Work required =>
Search the records for the word "sender" and copy every line in which it occurs.

Information supplied =>
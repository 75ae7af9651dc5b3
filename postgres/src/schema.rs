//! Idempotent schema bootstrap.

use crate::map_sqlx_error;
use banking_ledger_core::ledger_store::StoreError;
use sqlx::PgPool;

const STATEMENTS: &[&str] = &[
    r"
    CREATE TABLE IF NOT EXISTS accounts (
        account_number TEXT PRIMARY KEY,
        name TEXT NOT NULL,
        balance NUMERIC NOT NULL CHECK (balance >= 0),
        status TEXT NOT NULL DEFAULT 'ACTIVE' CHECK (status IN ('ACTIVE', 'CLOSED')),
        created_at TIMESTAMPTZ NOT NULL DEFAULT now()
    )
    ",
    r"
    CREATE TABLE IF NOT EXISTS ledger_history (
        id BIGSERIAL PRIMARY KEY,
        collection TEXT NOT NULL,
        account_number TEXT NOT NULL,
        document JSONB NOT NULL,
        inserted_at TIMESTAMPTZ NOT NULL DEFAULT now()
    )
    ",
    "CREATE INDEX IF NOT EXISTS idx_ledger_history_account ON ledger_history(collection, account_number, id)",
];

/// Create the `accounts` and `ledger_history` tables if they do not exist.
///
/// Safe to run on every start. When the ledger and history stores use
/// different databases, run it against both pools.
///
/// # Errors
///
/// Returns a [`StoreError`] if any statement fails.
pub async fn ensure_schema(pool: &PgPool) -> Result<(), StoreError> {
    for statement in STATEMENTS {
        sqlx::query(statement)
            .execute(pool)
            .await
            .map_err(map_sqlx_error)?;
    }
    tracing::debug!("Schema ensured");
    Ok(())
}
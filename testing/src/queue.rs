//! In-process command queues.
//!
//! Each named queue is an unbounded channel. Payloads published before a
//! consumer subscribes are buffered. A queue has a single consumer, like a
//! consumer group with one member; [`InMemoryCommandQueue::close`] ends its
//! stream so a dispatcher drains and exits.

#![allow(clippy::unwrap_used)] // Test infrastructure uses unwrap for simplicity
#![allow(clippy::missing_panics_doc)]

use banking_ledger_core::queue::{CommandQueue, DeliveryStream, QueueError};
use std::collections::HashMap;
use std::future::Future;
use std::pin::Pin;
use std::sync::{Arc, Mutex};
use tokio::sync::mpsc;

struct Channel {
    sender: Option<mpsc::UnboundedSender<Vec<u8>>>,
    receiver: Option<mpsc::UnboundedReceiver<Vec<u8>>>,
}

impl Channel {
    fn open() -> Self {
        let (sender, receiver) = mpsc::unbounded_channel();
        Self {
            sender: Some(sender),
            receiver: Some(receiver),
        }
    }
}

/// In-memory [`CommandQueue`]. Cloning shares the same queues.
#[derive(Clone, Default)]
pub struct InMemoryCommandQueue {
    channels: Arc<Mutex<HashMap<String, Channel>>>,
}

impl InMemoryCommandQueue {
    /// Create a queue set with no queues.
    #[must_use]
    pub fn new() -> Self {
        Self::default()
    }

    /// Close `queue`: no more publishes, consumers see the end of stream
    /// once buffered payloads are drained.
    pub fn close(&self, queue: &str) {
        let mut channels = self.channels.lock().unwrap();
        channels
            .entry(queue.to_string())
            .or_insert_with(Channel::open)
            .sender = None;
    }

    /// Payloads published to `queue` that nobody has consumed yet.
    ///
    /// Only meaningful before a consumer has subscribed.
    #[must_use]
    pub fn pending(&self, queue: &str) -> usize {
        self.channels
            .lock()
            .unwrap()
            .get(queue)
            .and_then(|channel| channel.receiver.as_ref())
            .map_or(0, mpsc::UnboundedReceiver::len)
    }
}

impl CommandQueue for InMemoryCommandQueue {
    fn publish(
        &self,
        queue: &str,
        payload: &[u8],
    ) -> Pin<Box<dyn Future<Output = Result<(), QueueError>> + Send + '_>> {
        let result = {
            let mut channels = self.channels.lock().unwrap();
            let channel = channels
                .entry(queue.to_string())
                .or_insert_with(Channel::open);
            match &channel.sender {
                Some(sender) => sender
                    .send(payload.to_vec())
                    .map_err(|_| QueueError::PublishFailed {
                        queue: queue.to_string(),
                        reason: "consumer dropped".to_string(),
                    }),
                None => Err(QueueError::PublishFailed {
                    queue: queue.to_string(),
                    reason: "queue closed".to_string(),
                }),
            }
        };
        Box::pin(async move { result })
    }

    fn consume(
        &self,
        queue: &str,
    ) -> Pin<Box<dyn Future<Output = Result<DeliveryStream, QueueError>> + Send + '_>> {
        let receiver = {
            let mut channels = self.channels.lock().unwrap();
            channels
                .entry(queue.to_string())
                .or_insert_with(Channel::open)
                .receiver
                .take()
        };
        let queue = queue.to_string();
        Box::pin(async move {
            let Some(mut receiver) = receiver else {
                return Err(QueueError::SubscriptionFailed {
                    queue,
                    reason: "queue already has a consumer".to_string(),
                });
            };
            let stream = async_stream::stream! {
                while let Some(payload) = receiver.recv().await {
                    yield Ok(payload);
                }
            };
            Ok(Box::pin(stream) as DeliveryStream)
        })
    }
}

* * *

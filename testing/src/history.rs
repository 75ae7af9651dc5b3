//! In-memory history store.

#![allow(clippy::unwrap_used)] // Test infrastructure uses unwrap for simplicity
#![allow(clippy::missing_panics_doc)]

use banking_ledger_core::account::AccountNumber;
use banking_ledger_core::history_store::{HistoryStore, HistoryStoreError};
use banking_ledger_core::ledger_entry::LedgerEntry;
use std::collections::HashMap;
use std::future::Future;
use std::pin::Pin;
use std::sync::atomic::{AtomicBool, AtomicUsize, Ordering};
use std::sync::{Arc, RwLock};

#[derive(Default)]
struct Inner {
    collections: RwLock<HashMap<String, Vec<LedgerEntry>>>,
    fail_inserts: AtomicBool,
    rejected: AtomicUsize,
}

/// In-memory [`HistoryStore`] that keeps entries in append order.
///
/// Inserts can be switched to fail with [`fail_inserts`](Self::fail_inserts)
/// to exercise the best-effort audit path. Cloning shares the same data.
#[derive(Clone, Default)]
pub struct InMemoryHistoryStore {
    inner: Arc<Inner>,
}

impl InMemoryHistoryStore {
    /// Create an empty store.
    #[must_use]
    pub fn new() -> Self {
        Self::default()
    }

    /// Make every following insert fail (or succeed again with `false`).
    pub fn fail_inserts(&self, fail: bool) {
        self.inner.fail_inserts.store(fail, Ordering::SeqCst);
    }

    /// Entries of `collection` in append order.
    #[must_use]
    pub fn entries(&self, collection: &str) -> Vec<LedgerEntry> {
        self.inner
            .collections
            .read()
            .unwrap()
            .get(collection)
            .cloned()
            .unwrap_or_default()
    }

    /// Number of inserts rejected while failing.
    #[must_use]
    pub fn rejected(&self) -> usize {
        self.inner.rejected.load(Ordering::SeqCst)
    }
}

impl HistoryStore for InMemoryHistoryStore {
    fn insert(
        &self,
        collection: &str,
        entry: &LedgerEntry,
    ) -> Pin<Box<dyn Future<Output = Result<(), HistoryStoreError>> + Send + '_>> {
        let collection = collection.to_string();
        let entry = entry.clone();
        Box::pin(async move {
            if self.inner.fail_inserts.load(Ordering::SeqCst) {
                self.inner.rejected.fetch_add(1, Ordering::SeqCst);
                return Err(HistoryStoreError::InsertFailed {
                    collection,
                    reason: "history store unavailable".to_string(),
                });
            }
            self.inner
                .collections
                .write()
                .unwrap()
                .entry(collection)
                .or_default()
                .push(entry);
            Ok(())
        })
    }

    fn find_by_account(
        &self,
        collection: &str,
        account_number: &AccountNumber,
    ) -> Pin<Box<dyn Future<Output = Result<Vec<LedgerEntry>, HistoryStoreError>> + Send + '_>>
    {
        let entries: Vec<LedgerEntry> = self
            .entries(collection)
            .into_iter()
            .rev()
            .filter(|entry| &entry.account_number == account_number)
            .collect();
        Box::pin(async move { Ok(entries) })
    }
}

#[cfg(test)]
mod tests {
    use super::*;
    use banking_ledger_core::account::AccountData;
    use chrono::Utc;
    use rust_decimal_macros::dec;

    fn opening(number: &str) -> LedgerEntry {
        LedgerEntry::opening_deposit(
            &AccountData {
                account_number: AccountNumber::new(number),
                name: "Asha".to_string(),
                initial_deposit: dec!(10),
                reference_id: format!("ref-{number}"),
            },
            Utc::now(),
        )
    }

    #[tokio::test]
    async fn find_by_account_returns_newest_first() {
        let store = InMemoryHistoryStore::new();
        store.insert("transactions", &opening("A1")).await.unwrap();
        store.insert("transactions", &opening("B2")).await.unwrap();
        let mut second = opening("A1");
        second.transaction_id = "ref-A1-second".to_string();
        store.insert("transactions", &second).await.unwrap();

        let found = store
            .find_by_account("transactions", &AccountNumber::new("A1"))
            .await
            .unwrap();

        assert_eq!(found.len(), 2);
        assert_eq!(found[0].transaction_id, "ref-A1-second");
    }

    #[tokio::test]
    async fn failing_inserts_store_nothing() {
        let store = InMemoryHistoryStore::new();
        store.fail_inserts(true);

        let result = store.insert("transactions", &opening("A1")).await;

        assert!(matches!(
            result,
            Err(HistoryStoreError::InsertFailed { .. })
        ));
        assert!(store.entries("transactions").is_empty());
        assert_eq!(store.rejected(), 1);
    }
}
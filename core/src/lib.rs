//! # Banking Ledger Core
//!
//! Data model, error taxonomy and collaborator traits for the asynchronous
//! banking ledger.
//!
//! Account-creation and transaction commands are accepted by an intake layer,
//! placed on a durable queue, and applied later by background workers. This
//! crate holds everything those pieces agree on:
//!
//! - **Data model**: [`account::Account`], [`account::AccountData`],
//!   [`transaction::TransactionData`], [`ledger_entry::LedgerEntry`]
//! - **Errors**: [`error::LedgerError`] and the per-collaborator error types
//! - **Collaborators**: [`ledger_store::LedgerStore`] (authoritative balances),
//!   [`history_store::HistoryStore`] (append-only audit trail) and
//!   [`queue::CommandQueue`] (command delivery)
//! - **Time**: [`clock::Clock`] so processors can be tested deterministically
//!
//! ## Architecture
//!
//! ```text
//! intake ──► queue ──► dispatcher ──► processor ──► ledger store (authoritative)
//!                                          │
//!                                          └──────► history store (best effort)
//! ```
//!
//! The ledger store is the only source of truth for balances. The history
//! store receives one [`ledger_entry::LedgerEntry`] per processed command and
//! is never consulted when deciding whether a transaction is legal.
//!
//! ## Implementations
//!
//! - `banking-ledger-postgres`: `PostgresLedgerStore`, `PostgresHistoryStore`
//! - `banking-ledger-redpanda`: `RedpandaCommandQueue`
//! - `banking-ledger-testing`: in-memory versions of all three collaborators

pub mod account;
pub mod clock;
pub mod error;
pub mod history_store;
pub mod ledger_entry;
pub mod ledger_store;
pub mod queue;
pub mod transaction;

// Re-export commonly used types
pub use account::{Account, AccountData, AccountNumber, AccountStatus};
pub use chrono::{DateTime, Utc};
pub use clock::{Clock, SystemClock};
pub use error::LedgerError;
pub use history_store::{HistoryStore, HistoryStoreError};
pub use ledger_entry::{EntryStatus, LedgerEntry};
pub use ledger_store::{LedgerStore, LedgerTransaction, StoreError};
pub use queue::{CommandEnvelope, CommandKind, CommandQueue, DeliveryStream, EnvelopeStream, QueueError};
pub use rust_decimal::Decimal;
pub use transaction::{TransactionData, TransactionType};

* * *

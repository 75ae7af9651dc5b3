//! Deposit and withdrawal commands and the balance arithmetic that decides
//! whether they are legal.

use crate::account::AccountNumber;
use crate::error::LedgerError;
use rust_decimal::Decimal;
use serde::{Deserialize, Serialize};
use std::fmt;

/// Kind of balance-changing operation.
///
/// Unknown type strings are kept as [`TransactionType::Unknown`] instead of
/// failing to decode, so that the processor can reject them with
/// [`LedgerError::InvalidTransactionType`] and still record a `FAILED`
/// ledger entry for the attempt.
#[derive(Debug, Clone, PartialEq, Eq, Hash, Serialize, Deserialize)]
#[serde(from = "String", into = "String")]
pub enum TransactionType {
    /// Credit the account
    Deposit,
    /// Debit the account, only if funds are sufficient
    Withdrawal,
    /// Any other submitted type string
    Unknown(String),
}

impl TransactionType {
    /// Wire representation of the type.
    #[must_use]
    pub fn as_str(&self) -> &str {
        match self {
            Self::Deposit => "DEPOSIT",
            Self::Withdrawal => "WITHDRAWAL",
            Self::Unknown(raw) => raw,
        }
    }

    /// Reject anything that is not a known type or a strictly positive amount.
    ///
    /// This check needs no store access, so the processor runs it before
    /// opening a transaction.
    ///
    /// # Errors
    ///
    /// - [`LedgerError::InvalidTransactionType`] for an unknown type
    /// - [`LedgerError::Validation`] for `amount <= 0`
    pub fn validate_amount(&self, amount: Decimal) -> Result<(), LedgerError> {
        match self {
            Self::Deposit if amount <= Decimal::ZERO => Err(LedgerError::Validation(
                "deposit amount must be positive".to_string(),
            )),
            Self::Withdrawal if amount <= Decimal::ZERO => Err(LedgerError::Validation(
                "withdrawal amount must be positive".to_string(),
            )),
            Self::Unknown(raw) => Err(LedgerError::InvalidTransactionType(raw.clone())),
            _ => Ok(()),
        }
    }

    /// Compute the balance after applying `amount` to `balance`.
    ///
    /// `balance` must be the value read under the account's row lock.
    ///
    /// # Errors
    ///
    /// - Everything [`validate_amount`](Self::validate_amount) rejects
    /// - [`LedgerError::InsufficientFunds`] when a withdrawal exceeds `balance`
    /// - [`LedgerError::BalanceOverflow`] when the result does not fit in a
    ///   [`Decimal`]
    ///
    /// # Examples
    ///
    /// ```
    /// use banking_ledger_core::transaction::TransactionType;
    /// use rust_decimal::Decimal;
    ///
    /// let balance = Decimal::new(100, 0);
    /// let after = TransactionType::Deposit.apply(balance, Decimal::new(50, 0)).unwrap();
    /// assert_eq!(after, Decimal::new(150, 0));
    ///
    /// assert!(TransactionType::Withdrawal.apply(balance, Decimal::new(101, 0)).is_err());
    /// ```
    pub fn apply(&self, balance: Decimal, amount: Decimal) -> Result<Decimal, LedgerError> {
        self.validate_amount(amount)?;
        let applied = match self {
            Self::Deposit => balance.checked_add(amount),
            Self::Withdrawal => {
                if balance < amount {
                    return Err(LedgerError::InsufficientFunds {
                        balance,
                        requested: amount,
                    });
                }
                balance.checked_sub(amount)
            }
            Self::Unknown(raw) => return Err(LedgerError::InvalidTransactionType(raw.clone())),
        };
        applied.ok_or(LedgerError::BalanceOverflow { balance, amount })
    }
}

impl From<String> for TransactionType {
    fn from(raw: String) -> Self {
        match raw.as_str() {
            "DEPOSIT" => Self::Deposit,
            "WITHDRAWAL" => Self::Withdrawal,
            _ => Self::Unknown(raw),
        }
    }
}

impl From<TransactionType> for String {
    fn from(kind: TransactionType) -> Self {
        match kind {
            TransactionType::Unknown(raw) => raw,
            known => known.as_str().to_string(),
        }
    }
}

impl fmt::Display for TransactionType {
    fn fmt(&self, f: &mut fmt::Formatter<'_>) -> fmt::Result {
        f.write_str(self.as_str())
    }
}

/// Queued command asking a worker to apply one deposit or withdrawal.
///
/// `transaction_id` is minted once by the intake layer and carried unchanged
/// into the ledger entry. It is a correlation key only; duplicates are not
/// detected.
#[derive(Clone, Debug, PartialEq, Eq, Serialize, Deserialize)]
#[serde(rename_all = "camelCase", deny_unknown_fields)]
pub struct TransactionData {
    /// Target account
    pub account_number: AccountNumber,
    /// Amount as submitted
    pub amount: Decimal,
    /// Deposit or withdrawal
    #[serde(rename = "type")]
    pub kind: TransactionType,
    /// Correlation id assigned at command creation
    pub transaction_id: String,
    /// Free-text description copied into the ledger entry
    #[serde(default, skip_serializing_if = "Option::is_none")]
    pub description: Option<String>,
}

Output below =>
    sender: Option<mpsc::UnboundedSender<Vec<u8>>>,
        let (sender, receiver) = mpsc::unbounded_channel();
            sender: Some(sender),
            .sender = None;
            match &channel.sender {
                Some(sender) => sender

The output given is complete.